§ **EXERCISE BRIEF**
Keep every line in which "MessageAdd" occurs and drop the rest of the data.
==== INPUT DATA
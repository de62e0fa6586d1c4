//! Service Callout policy.

use serde::{Deserialize, Serialize};

use super::message::{MessageAdd, MessageCopy, MessageRemove, MessageSet};
use crate::endpoint::{HttpTargetConnection, LocalTargetConnection};

#[derive(Debug, Clone, PartialEq, Eq, Serialize, Deserialize)]
pub struct ServiceCallout {
    pub request: Option<CalloutRequest>,
    pub target: CalloutTarget,
    /// Variable receiving the response.
    pub response: Option<String>,
    pub timeout: Option<i64>,
}

#[derive(Debug, Clone, PartialEq, Eq, Default, Serialize, Deserialize)]
pub struct CalloutRequest {
    pub clear_payload: bool,
    /// Variable holding the request message.
    pub variable: Option<String>,
    pub add: Option<MessageAdd>,
    pub copy: Option<MessageCopy>,
    pub remove: Option<MessageRemove>,
    pub set: Option<MessageSet>,
    pub ignore_unresolved_variables: bool,
}

#[derive(Debug, Clone, PartialEq, Eq, Serialize, Deserialize)]
#[serde(rename_all = "snake_case")]
pub enum CalloutTarget {
    Http(HttpTargetConnection),
    Local(LocalTargetConnection),
}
========
§ **RESPONSE TO THIS EXERCISE**
use super::message::{MessageAdd, MessageCopy, MessageRemove, MessageSet};
    pub add: Option<MessageAdd>,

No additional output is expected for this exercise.